WORK TO BE COMPLETED -> Scan the data. Collect each line that contains the word "inner".

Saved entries
.....

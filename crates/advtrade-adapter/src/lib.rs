/*
[INPUT]:  Crate modules and public type definitions
[OUTPUT]: Public Advanced Trade stream adapter crate surface
[POS]:    Crate root - module wiring
[UPDATE]: When public modules or exports change
*/

pub mod auth;
pub mod error;
pub mod types;
pub mod ws;

// Re-export commonly used types from auth
pub use auth::{HmacSigner, sign_hex};

pub use error::{Result, StreamError};

// Re-export all types
pub use types::*;

// Re-export commonly used types from ws
pub use ws::{
    Credentials,
    MessageRouter,
    ReaderExit,
    ReaderStatus,
    RouteOutcome,
    StreamClient,
    StreamConfig,
};
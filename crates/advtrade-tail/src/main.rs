/*
[INPUT]:  CLI arguments, YAML configuration file, OS shutdown signals
[OUTPUT]: Logged stream traffic with graceful shutdown
[POS]:    Binary entry point
[UPDATE]: When changing CLI flags, startup flow, or shutdown handling
*/

use anyhow::{Context, Result, anyhow};
use clap::Parser;
use std::path::{Path, PathBuf};
use tokio_util::sync::CancellationToken;
use tracing::{info, warn};
use tracing_appender::non_blocking::WorkerGuard;
use tracing_subscriber::EnvFilter;

use advtrade_tail::{Tail, TailConfig, TailExit};

#[derive(Parser, Debug)]
#[command(name = "advtrade-tail", version, about = "Advanced Trade stream tail")]
struct Cli {
    #[arg(long = "config", value_name = "PATH")]
    config_path: PathBuf,
    #[arg(long = "log-level", value_name = "LEVEL", default_value = "info")]
    log_level: String,
    /// Also write logs to this file
    #[arg(long = "log-file", value_name = "PATH")]
    log_file: Option<PathBuf>,
    #[arg(long = "dry-run")]
    dry_run: bool,
}

#[tokio::main]
async fn main() -> Result<()> {
    let args = Cli::parse();
    let _guard = init_tracing(&args.log_level, args.log_file.as_deref())?;

    info!(
        config_path = %args.config_path.display(),
        dry_run = args.dry_run,
        "starting advtrade-tail"
    );

    let config = load_config(&args.config_path)?;
    let credentials = config.resolve_credentials(|name| std::env::var(name).ok())?;
    let stream_config = config.stream_config(credentials)?;
    info!(
        url = %stream_config.url,
        subscription_count = config.subscriptions.len(),
        "configuration loaded"
    );

    if args.dry_run {
        info!("dry-run requested; configuration validated");
        return Ok(());
    }

    let shutdown = CancellationToken::new();
    setup_signal_handlers(shutdown.clone());

    let tail = Tail::new(stream_config, config.subscriptions, shutdown)?;
    match tail.run().await? {
        TailExit::Shutdown => info!("tail shutdown complete"),
        TailExit::ConnectionLost(exit) => {
            return Err(anyhow!("stream connection lost: {exit:?}"));
        }
    }

    Ok(())
}

fn init_tracing(log_level: &str, log_file: Option<&Path>) -> Result<Option<WorkerGuard>> {
    let filter = EnvFilter::try_new(log_level).context("invalid log level")?;

    let Some(path) = log_file else {
        tracing_subscriber::fmt()
            .with_env_filter(filter)
            .try_init()
            .map_err(|err| anyhow!(err))
            .context("initialize tracing subscriber")?;
        return Ok(None);
    };

    let directory = path
        .parent()
        .filter(|dir| !dir.as_os_str().is_empty())
        .unwrap_or_else(|| Path::new("."));
    let file_name = path.file_name().context("log file path must name a file")?;
    let appender = tracing_appender::rolling::never(directory, file_name);
    let (writer, guard) = tracing_appender::non_blocking(appender);

    tracing_subscriber::fmt()
        .with_env_filter(filter)
        .with_writer(writer)
        .with_ansi(false)
        .try_init()
        .map_err(|err| anyhow!(err))
        .context("initialize tracing subscriber")?;
    Ok(Some(guard))
}

fn load_config(path: &Path) -> Result<TailConfig> {
    let path_str = path.to_str().context("config path must be valid utf-8")?;
    TailConfig::from_file(path_str).context("load config")
}

fn setup_signal_handlers(shutdown: CancellationToken) {
    let shutdown_clone = shutdown.clone();
    tokio::spawn(async move {
        if let Err(err) = tokio::signal::ctrl_c().await {
            warn!(error = %err, "failed to install SIGINT handler");
            return;
        }
        info!("received SIGINT");
        shutdown_clone.cancel();
    });

    #[cfg(unix)]
    {
        use tokio::signal::unix::{SignalKind, signal};

        let shutdown_clone = shutdown.clone();
        tokio::spawn(async move {
            match signal(SignalKind::terminate()) {
                Ok(mut stream) => {
                    stream.recv().await;
                    info!("received SIGTERM");
                    shutdown_clone.cancel();
                }
                Err(err) => {
                    warn!(error = %err, "failed to install SIGTERM handler");
                }
            }
        });
    }
}
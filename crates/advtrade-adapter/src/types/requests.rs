/*
[INPUT]:  Subscription intent, credentials, and a signing secret
[OUTPUT]: Signed control messages ready for the socket
[POS]:    Data layer - outbound subscribe/unsubscribe envelope
[UPDATE]: When the control protocol fields or signing payload change
*/

use serde::{Deserialize, Serialize};

use super::enums::{ChannelKind, ControlType};
use crate::auth::HmacSigner;
use crate::error::Result;

/// Signed subscribe/unsubscribe request.
///
/// Fields are private so a built message cannot be altered after signing.
#[derive(Debug, Clone, PartialEq, Serialize, Deserialize)]
pub struct ControlMessage {
    #[serde(rename = "type")]
    control_type: ControlType,
    product_ids: Vec<String>,
    channel: ChannelKind,
    api_key: String,
    timestamp: String,
    signature: String,
}

impl ControlMessage {
    /// Build and sign a control message.
    ///
    /// Signed payload: `timestamp + channel + product_ids.join(",")`
    pub fn signed(
        control_type: ControlType,
        channel: ChannelKind,
        product_ids: &[String],
        api_key: &str,
        timestamp: i64,
        signer: &HmacSigner,
    ) -> Result<Self> {
        let timestamp = timestamp.to_string();
        let payload = signing_payload(&timestamp, channel, product_ids);
        let signature = signer.sign(payload.as_bytes())?;

        Ok(Self {
            control_type,
            product_ids: product_ids.to_vec(),
            channel,
            api_key: api_key.to_string(),
            timestamp,
            signature,
        })
    }

    pub fn control_type(&self) -> ControlType {
        self.control_type
    }

    pub fn channel(&self) -> ChannelKind {
        self.channel
    }

    pub fn product_ids(&self) -> &[String] {
        &self.product_ids
    }

    pub fn timestamp(&self) -> &str {
        &self.timestamp
    }

    pub fn signature(&self) -> &str {
        &self.signature
    }

    pub fn to_json(&self) -> Result<String> {
        Ok(serde_json::to_string(self)?)
    }
}

pub(crate) fn signing_payload(timestamp: &str, channel: ChannelKind, product_ids: &[String]) -> String {
    format!("{timestamp}{}{}", channel.wire_name(), product_ids.join(","))
}
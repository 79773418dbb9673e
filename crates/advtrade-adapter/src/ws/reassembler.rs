/*
[INPUT]:  Raw socket frames (fragments, final fragments, close frames)
[OUTPUT]: Complete logical messages as contiguous byte buffers
[POS]:    WebSocket layer - inbound frame reassembly
[UPDATE]: When changing fragment handling or the frame source contract
*/

use async_trait::async_trait;
use futures_util::{Stream, StreamExt};
use tokio_tungstenite::tungstenite::{Error as WsError, Message as WsMessage};

use crate::error::StreamError;

/// One read from the socket
#[derive(Debug, Clone, PartialEq, Eq)]
pub enum RawFrame {
    Data { bytes: Vec<u8>, is_final: bool },
    Close,
}

impl RawFrame {
    /// A fragment that more frames will follow
    pub fn partial(bytes: impl Into<Vec<u8>>) -> Self {
        RawFrame::Data {
            bytes: bytes.into(),
            is_final: false,
        }
    }

    /// The last fragment of a transmission
    pub fn last(bytes: impl Into<Vec<u8>>) -> Self {
        RawFrame::Data {
            bytes: bytes.into(),
            is_final: true,
        }
    }
}

/// Result of feeding one frame into the reassembler
#[derive(Debug, Clone, PartialEq, Eq)]
pub enum Assembled {
    /// More fragments are needed
    Pending,
    /// A full transmission, in arrival order
    Message(Vec<u8>),
    /// The peer sent a close frame; buffered fragments were dropped
    Closed,
    /// The transmission grew past the size limit and was dropped
    Discarded { bytes: usize },
}

/// Accumulates fragments until a final flag arrives
#[derive(Debug)]
pub struct FrameReassembler {
    segments: Vec<Vec<u8>>,
    buffered: usize,
    max_message_bytes: usize,
    discarding: bool,
}

impl FrameReassembler {
    pub fn new(max_message_bytes: usize) -> Self {
        Self {
            segments: Vec::new(),
            buffered: 0,
            max_message_bytes,
            discarding: false,
        }
    }

    /// Bytes held for the transmission in progress
    pub fn buffered_bytes(&self) -> usize {
        self.buffered
    }

    pub fn push(&mut self, frame: RawFrame) -> Assembled {
        let (bytes, is_final) = match frame {
            RawFrame::Close => {
                self.reset();
                return Assembled::Closed;
            }
            RawFrame::Data { bytes, is_final } => (bytes, is_final),
        };

        self.buffered += bytes.len();
        if self.buffered > self.max_message_bytes {
            // Keep counting so the final report covers the whole transmission.
            self.segments.clear();
            self.discarding = true;
        } else if !self.discarding {
            self.segments.push(bytes);
        }

        if !is_final {
            return Assembled::Pending;
        }

        if self.discarding {
            let bytes = self.buffered;
            self.reset();
            return Assembled::Discarded { bytes };
        }

        let message = if self.segments.len() == 1 {
            self.segments.pop().unwrap_or_default()
        } else {
            self.segments.concat()
        };
        self.reset();
        Assembled::Message(message)
    }

    pub fn reset(&mut self) {
        self.segments.clear();
        self.buffered = 0;
        self.discarding = false;
    }
}

/// Single-reader source of raw frames
#[async_trait]
pub trait FrameSource: Send {
    /// Next frame, `None` once the transport has ended
    async fn next_frame(&mut self) -> Option<Result<RawFrame, StreamError>>;
}

/// Adapts the read half of a tungstenite stream into raw frames
#[derive(Debug)]
pub struct WsFrameSource<S> {
    inner: S,
}

impl<S> WsFrameSource<S> {
    pub fn new(inner: S) -> Self {
        Self { inner }
    }
}

#[async_trait]
impl<S> FrameSource for WsFrameSource<S>
where
    S: Stream<Item = Result<WsMessage, WsError>> + Unpin + Send,
{
    async fn next_frame(&mut self) -> Option<Result<RawFrame, StreamError>> {
        loop {
            let message = match self.inner.next().await? {
                Ok(message) => message,
                Err(WsError::ConnectionClosed | WsError::AlreadyClosed) => return None,
                Err(err) => return Some(Err(StreamError::connection(err.to_string()))),
            };

            let frame = match message {
                WsMessage::Text(text) => RawFrame::last(text.as_bytes()),
                WsMessage::Binary(bytes) => RawFrame::last(bytes.to_vec()),
                WsMessage::Frame(frame) => RawFrame::Data {
                    is_final: frame.header().is_final,
                    bytes: frame.payload().to_vec(),
                },
                WsMessage::Close(_) => RawFrame::Close,
                // Control traffic is answered by tungstenite itself.
                WsMessage::Ping(_) | WsMessage::Pong(_) => continue,
            };
            return Some(Ok(frame));
        }
    }
}
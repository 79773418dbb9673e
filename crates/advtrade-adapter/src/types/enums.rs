/*
[INPUT]:  Stream protocol vocabulary and serde requirements
[OUTPUT]: Typed Rust enums with serialization support
[POS]:    Data layer - type definitions for stream communication
[UPDATE]: When the exchange adds channels or enumerated payload values
*/

use std::fmt;
use std::str::FromStr;

use serde::{Deserialize, Serialize};

use crate::error::StreamError;

/// Logical stream categories offered by the exchange
#[derive(Debug, Clone, Copy, PartialEq, Eq, Hash, Serialize, Deserialize)]
#[serde(rename_all = "snake_case")]
pub enum ChannelKind {
    Candles,
    Heartbeats,
    MarketTrades,
    Status,
    Ticker,
    TickerBatch,
    #[serde(alias = "l2_data")]
    Level2,
    User,
}

impl ChannelKind {
    pub const ALL: [ChannelKind; 8] = [
        ChannelKind::Candles,
        ChannelKind::Heartbeats,
        ChannelKind::MarketTrades,
        ChannelKind::Status,
        ChannelKind::Ticker,
        ChannelKind::TickerBatch,
        ChannelKind::Level2,
        ChannelKind::User,
    ];

    /// Name used in subscribe requests and inbound discriminators
    pub const fn wire_name(self) -> &'static str {
        match self {
            ChannelKind::Candles => "candles",
            ChannelKind::Heartbeats => "heartbeats",
            ChannelKind::MarketTrades => "market_trades",
            ChannelKind::Status => "status",
            ChannelKind::Ticker => "ticker",
            ChannelKind::TickerBatch => "ticker_batch",
            ChannelKind::Level2 => "level2",
            ChannelKind::User => "user",
        }
    }

    /// Resolve an inbound discriminator.
    ///
    /// Order book updates arrive as `l2_data` although the subscription uses `level2`.
    pub fn from_wire(name: &str) -> Option<Self> {
        match name {
            "l2_data" => Some(ChannelKind::Level2),
            _ => ChannelKind::ALL
                .into_iter()
                .find(|kind| kind.wire_name() == name),
        }
    }

    /// Channels scoped to the authenticated account rather than to products
    pub const fn is_account_scoped(self) -> bool {
        matches!(self, ChannelKind::User | ChannelKind::Heartbeats)
    }
}

impl fmt::Display for ChannelKind {
    fn fmt(&self, f: &mut fmt::Formatter<'_>) -> fmt::Result {
        f.write_str(self.wire_name())
    }
}

impl FromStr for ChannelKind {
    type Err = StreamError;

    fn from_str(s: &str) -> Result<Self, Self::Err> {
        ChannelKind::from_wire(s)
            .ok_or_else(|| StreamError::argument(format!("unrecognized channel: {s:?}")))
    }
}

/// Anything a subscribe call can resolve to a [`ChannelKind`]
pub trait IntoChannel {
    fn into_channel(self) -> Result<ChannelKind, StreamError>;
}

impl IntoChannel for ChannelKind {
    fn into_channel(self) -> Result<ChannelKind, StreamError> {
        Ok(self)
    }
}

impl IntoChannel for &str {
    fn into_channel(self) -> Result<ChannelKind, StreamError> {
        self.parse()
    }
}

impl IntoChannel for String {
    fn into_channel(self) -> Result<ChannelKind, StreamError> {
        self.parse()
    }
}

/// Socket lifecycle as seen by callers
#[derive(Debug, Clone, Copy, PartialEq, Eq)]
#[repr(u8)]
pub enum ConnectionState {
    Closed = 0,
    Connecting = 1,
    Open = 2,
    Closing = 3,
}

impl ConnectionState {
    pub const fn as_u8(self) -> u8 {
        self as u8
    }

    pub const fn from_u8(value: u8) -> Self {
        match value {
            1 => ConnectionState::Connecting,
            2 => ConnectionState::Open,
            3 => ConnectionState::Closing,
            _ => ConnectionState::Closed,
        }
    }
}

impl fmt::Display for ConnectionState {
    fn fmt(&self, f: &mut fmt::Formatter<'_>) -> fmt::Result {
        let name = match self {
            ConnectionState::Closed => "closed",
            ConnectionState::Connecting => "connecting",
            ConnectionState::Open => "open",
            ConnectionState::Closing => "closing",
        };
        f.write_str(name)
    }
}

#[derive(Debug, Clone, Copy, PartialEq, Eq, Serialize, Deserialize)]
#[serde(rename_all = "lowercase")]
pub enum ControlType {
    Subscribe,
    Unsubscribe,
}

impl ControlType {
    pub const fn as_str(self) -> &'static str {
        match self {
            ControlType::Subscribe => "subscribe",
            ControlType::Unsubscribe => "unsubscribe",
        }
    }
}

/// Whether an event carries a full snapshot or an incremental update
#[derive(Debug, Clone, Copy, PartialEq, Eq, Serialize, Deserialize)]
#[serde(rename_all = "lowercase")]
pub enum EventType {
    Snapshot,
    Update,
}

#[derive(Debug, Clone, Copy, PartialEq, Eq, Serialize, Deserialize)]
#[serde(rename_all = "UPPERCASE")]
pub enum OrderSide {
    Buy,
    Sell,
}

/// Side of an order book level; asks are published as `offer`
#[derive(Debug, Clone, Copy, PartialEq, Eq, Serialize, Deserialize)]
#[serde(rename_all = "lowercase")]
pub enum BookSide {
    Bid,
    #[serde(alias = "ask")]
    Offer,
}
/*
[INPUT]:  Stream schema definitions and serde requirements
[OUTPUT]: Typed Rust structs/enums with serialization support
[POS]:    Data layer - type definitions for stream communication
[UPDATE]: When stream schema changes or new types added
*/

pub mod enums;
pub mod models;
pub mod requests;
pub mod responses;

pub use enums::*;
pub use models::*;
pub use requests::*;
pub use responses::*;
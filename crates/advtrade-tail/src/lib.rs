/*
[INPUT]:  Public API exports for advtrade-tail crate
[OUTPUT]: Module declarations and public re-exports
[POS]:    Crate root - library entry point
[UPDATE]: When adding new modules or public exports
*/

pub mod config;
pub mod metrics;
pub mod tail;

// Re-export main types for convenience
pub use config::TailConfig;
pub use metrics::TailMetricsSnapshot;
pub use tail::{Tail, TailExit};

.....

ANSWER SPACE ->
    inner: S,
    pub fn new(inner: S) -> Self {
        Self { inner }
            let message = match self.inner.next().await? {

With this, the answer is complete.